- Extracted material
*** Begin section ***
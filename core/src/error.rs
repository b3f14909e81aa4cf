use thiserror::Error;

#[derive(Debug, Error)]
pub enum ModemError {
    #[error("invalid configuration: {0}")]
    InvalidConfig(String),

    #[error("input payload is empty")]
    InputEmpty,

    #[error("payload too large: {len} bytes, limit is 65535")]
    PayloadTooLarge { len: usize },

    #[error("WAV data too large: {bytes} bytes exceeds the 32-bit size field")]
    WavTooLarge { bytes: u64 },

    #[error("invalid WAV format: {0}")]
    WavFormatInvalid(String),

    #[error("WAV data truncated: header implies {expected} samples, got {actual}")]
    WavTruncated { expected: u64, actual: u64 },

    #[error("not enough symbols: {total} in data chunk, {sync} needed for sync alone")]
    NotEnoughSymbols { total: u64, sync: u64 },

    #[error("Viterbi decode infeasible")]
    DecodeInfeasible,

    #[error("frame too short: {len} bytes")]
    FrameTooShort { len: usize },

    #[error("frame marker mismatch: found {found:02X?}")]
    MarkerMismatch { found: [u8; 2] },

    #[error("frame length mismatch: need {needed} bytes, have {actual}")]
    LengthMismatch { needed: usize, actual: usize },

    #[error("frame CRC mismatch: expected {expected:#06x}, got {actual:#06x}")]
    CrcMismatch { expected: u16, actual: u16 },

    #[error("I/O error: {0}")]
    Io(#[from] std::io::Error),
}

pub type Result<T> = std::result::Result<T, ModemError>;
use crate::error::{ModemError, Result};
use crate::{
    DEFAULT_AMPLITUDE, DEFAULT_BINS, DEFAULT_SAMPLE_RATE, DEFAULT_SYMBOL_DURATION,
    DEFAULT_SYNC_SYMBOLS, NUM_TONES,
};

/// Mapping from the 16 symbol values to transmit tones.
///
/// Both ends of a link must use the same map; a mismatch is not detectable
/// on the wire and produces garbage symbol decisions.
#[derive(Debug, Clone, Copy, PartialEq)]
pub enum ToneMap {
    /// Sixteen caller-specified tones in Hz with no relation to the symbol
    /// window length. Kept for compatibility with fixed tone plans.
    FreeFreq([f64; NUM_TONES]),
    /// Sixteen DFT bin indices: tone i sits exactly at bin `k_i` of an
    /// N-point DFT of the symbol window, i.e. `f_i = k_i * sample_rate / N`.
    /// Bin-aligned tones are orthogonal over one window, which is why this
    /// is the preferred mode. Requires `0 < k < N/2` for every bin.
    DftBin([u32; NUM_TONES]),
}

impl Default for ToneMap {
    fn default() -> Self {
        ToneMap::DftBin(DEFAULT_BINS)
    }
}

impl ToneMap {
    /// Whether the tones are pinned to DFT bins of the symbol window.
    /// The demodulator couples its window conditioning to this.
    pub fn is_dft_aligned(&self) -> bool {
        matches!(self, ToneMap::DftBin(_))
    }

    /// Check the bin constraint `0 < k < n/2` for an n-sample window.
    pub fn validate(&self, n: usize) -> Result<()> {
        if let ToneMap::DftBin(bins) = self {
            for &k in bins {
                if k == 0 || 2 * k as usize >= n {
                    return Err(ModemError::InvalidConfig(format!(
                        "DFT bin {k} outside (0, {n}/2)"
                    )));
                }
            }
        }
        Ok(())
    }

    /// Resolve the 16 tone frequencies in Hz for an n-sample window.
    pub fn frequencies(&self, sample_rate: u32, n: usize) -> Result<[f64; NUM_TONES]> {
        self.validate(n)?;
        match *self {
            ToneMap::FreeFreq(freqs) => Ok(freqs),
            ToneMap::DftBin(bins) => {
                let mut freqs = [0.0; NUM_TONES];
                for (f, &k) in freqs.iter_mut().zip(bins.iter()) {
                    *f = k as f64 * sample_rate as f64 / n as f64;
                }
                Ok(freqs)
            }
        }
    }
}

/// Modem parameters, shared by encoder and decoder. Everything is passed
/// explicitly; there is no global state.
#[derive(Debug, Clone, Copy, PartialEq)]
pub struct ModemConfig {
    /// PCM sample rate in Hz.
    pub sample_rate: u32,
    /// Duration of one FSK symbol in seconds.
    pub symbol_duration: f64,
    /// Number of alternating 0/15 preamble symbols before the data.
    pub sync_symbols: usize,
    /// Peak amplitude of the generated sinusoids (encode side only).
    pub amplitude: i16,
    /// Symbol value to tone assignment.
    pub tones: ToneMap,
}

impl Default for ModemConfig {
    fn default() -> Self {
        Self {
            sample_rate: DEFAULT_SAMPLE_RATE,
            symbol_duration: DEFAULT_SYMBOL_DURATION,
            sync_symbols: DEFAULT_SYNC_SYMBOLS,
            amplitude: DEFAULT_AMPLITUDE,
            tones: ToneMap::default(),
        }
    }
}

impl ModemConfig {
    /// Samples per symbol window, `N = floor(sample_rate * symbol_duration)`.
    pub fn samples_per_symbol(&self) -> Result<usize> {
        let n = (self.sample_rate as f64 * self.symbol_duration) as usize;
        if n == 0 {
            return Err(ModemError::InvalidConfig(format!(
                "symbol duration {} s too short for sample rate {} Hz",
                self.symbol_duration, self.sample_rate
            )));
        }
        Ok(n)
    }
}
*** End section ***
- Task item
All lines above containing the string "validate" are to be collected.

- Answer space
    pub fn validate(&self, n: usize) -> Result<()> {
        self.validate(n)?;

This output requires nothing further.